Nay sayers would argue that the Field Day festival has had as many lives in musical years as a cat. Albeit a feline wearing drain pipe jeans and a plaid shirt with a roll up clenched between its teeth if the majority of its clientele are anything to go by. Those with sunnier, more generous dispositions could claim that it’s London’s musical equivalent of a plucky boxer – one who keeps getting battered but refuses to stay down. The truth is probably somewhere in the middle of this beastly hybrid.
Set among the leafy environs of Victoria Park in East London, Field Day has definitely been dogged by a variety of problems over the five years since Justice headlined it’s painfully quiet birth. Difficulties have ranged from poor sound levels and biblically freaky weather to huge queues for either sustenance or relief. But logistical ball ache aside, one can’t fault the organisers for lacking in ambition. The scale of the line up is usually ridiculously wide and this year’s do was no exception, taking in everything from second wave Detroit pioneer Carl Craig to former-Velvet Underground noisenik John Cale.
This sort of wild, eclectic scale is certainly emblematic of a time where audiophiles with short attention spans can flit between techno, guitars or skiffle at the touch of a button. But the downer is it can mean that it’s tough to decide on what to choose, with many of the myriad timings overlapping and crossing over. It also doesn’t leave much of an opportunity for beggaring, which, as anyone knows, is essential when you’re losing it in the middle of a field during daylight hours.
We did our level best to choke down what we could of the line-up without pushing our gag reflex too hard. But before we weaved past the police hounds on the entrance, our first surprise was the climate. When we arrived at mid-afternoon. Victoria Park was suspiciously dry. Clear skies and queues of punters not entrenched in a muddy gridlock seemed a promising pointer to the rest of the day.

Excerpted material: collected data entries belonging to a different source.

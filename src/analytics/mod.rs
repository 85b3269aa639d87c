//! Deal analytics
//!
//! Aggregations behind the industries, insights, trends, startups and
//! overview pages. The [`Dataset`] is loaded once and shared read-only.

mod dataset;
mod reports;
mod types;

pub use dataset::{Dataset, DatasetError};
pub use reports::{
    format_crore, format_lakhs, industries, insights, overview, startups, trends, IndustryStats,
    Insights, Overview, Scalability, SeasonTrend, StartupCard,
};
pub use types::{Deal, DealStatus, SeasonFilter, Shark};

/// Report names accepted by the API and CLI
#[derive(Debug, Clone, Copy, PartialEq, Eq)]
pub enum Report {
    Overview,
    Industries,
    Insights,
    Trends,
    Startups,
}

impl Report {
    pub fn all() -> &'static [Report] {
        &[
            Report::Overview,
            Report::Industries,
            Report::Insights,
            Report::Trends,
            Report::Startups,
        ]
    }

    pub fn as_str(&self) -> &'static str {
        match self {
            Report::Overview => "overview",
            Report::Industries => "industries",
            Report::Insights => "insights",
            Report::Trends => "trends",
            Report::Startups => "startups",
        }
    }

    /// Run the report, returning its JSON form
    pub fn run(
        &self,
        dataset: &Dataset,
        filter: SeasonFilter,
    ) -> serde_json::Result<serde_json::Value> {
        match self {
            Report::Overview => serde_json::to_value(overview(dataset, filter)),
            Report::Industries => serde_json::to_value(industries(dataset, filter)),
            Report::Insights => serde_json::to_value(insights(dataset, filter)),
            Report::Trends => serde_json::to_value(trends(dataset, filter)),
            Report::Startups => serde_json::to_value(startups(dataset, filter)),
        }
    }
}

impl std::fmt::Display for Report {
    fn fmt(&self, f: &mut std::fmt::Formatter<'_>) -> std::fmt::Result {
        f.write_str(self.as_str())
    }
}

impl std::str::FromStr for Report {
    type Err = String;

    fn from_str(s: &str) -> Result<Self, Self::Err> {
        Report::all()
            .iter()
            .find(|r| r.as_str() == s)
            .copied()
            .ok_or_else(|| format!("unknown report: {}", s))
    }
}
//! Data service error types
//!
//! Defines all errors that can occur behind a `DataService`, local or remote.

use thiserror::Error;

/// Errors that can occur in the data store
#[derive(Error, Debug)]
pub enum StoreError {
    /// SQLite statement failed
    #[error("Database error: {0}")]
    Database(String),

    /// I/O operation failed
    #[error("IO error: {0}")]
    Io(#[from] std::io::Error),

    /// Requested row does not exist
    #[error("{table} row not found: {id}")]
    NotFound { table: &'static str, id: String },

    /// A stored row could not be decoded
    #[error("Invalid record: {0}")]
    InvalidRecord(String),

    /// Lock acquisition failed
    #[error("Lock error: {0}")]
    Lock(String),

    /// A remote server could not be reached
    #[error("Cannot reach the Safar API: {0}")]
    Unreachable(String),

    /// A remote server rejected the request
    #[error("Request failed ({status}): {message}")]
    Remote { status: u16, message: String },
}

impl From<rusqlite::Error> for StoreError {
    fn from(err: rusqlite::Error) -> Self {
        StoreError::Database(err.to_string())
    }
}

/// Result type alias for store operations
pub type StoreResult<T> = Result<T, StoreError>;

#[cfg(test)]
mod tests {
    use super::*;

    #[test]
    fn test_error_display() {
        let err = StoreError::NotFound {
            table: "articles",
            id: "a1".to_string(),
        };
        assert_eq!(err.to_string(), "articles row not found: a1");

        let err = StoreError::InvalidRecord("bad timestamp".to_string());
        assert_eq!(err.to_string(), "Invalid record: bad timestamp");

        let err = StoreError::Remote {
            status: 401,
            message: "Unauthorized: Invalid token".to_string(),
        };
        assert_eq!(err.to_string(), "Request failed (401): Unauthorized: Invalid token");
    }

    #[test]
    fn test_sqlite_error_conversion() {
        let err: StoreError = rusqlite::Error::QueryReturnedNoRows.into();
        assert!(matches!(err, StoreError::Database(_)));
    }
}
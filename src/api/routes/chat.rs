//! Chat Routes
//!
//! - GET /api/v1/chat/messages?limit= - Recent history, oldest first
//! - POST /api/v1/chat/messages - Send a message
//!
//! Both require a session. Live delivery goes through the `/ws` socket.

use axum::{
    extract::{Query, State},
    http::StatusCode,
    Json,
};
use std::sync::Arc;

use crate::api::auth::RequireUser;
use crate::api::dto::{MessageListResponse, MessagesQuery, SendMessageRequest};
use crate::api::error::{ApiError, ApiResult};
use crate::api::state::AppState;
use crate::chat::compose_message;
use crate::store::ChatMessage;

/// Largest history page a client may ask for
pub const MAX_HISTORY_LIMIT: usize = 500;

/// GET /api/v1/chat/messages
pub async fn list_messages(
    State(state): State<Arc<AppState>>,
    RequireUser(_user): RequireUser,
    Query(query): Query<MessagesQuery>,
) -> ApiResult<Json<MessageListResponse>> {
    let limit = query.limit.unwrap_or(state.chat.history_limit);
    if limit == 0 {
        return Err(ApiError::Validation("limit must be at least 1".to_string()));
    }

    let messages = state.store.recent_messages(limit.min(MAX_HISTORY_LIMIT))?;
    let total = messages.len();
    Ok(Json(MessageListResponse { messages, total }))
}

/// POST /api/v1/chat/messages
pub async fn send_message(
    State(state): State<Arc<AppState>>,
    RequireUser(user): RequireUser,
    Json(req): Json<SendMessageRequest>,
) -> ApiResult<(StatusCode, Json<ChatMessage>)> {
    let new = compose_message(&user, &req.message)?;
    let stored = state.store.insert_message(&new)?;
    Ok((StatusCode::CREATED, Json(stored)))
}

And so it almost proved. Sort of. Proceedings got off to a hedonistically boom boom start – Night Slugs main man L-Vis 1990 was the first player we clocked in the now towering Bugged Out! tent. He smashed the place this way and that with a high-octane collection of rolling, filtered house bangers. It climaxed amid plumes of billowing smoke with L-Vis’s quiff abobbing while Alan Braxe and Fred Falke’s mighty ‘Intro’ clattered all about us.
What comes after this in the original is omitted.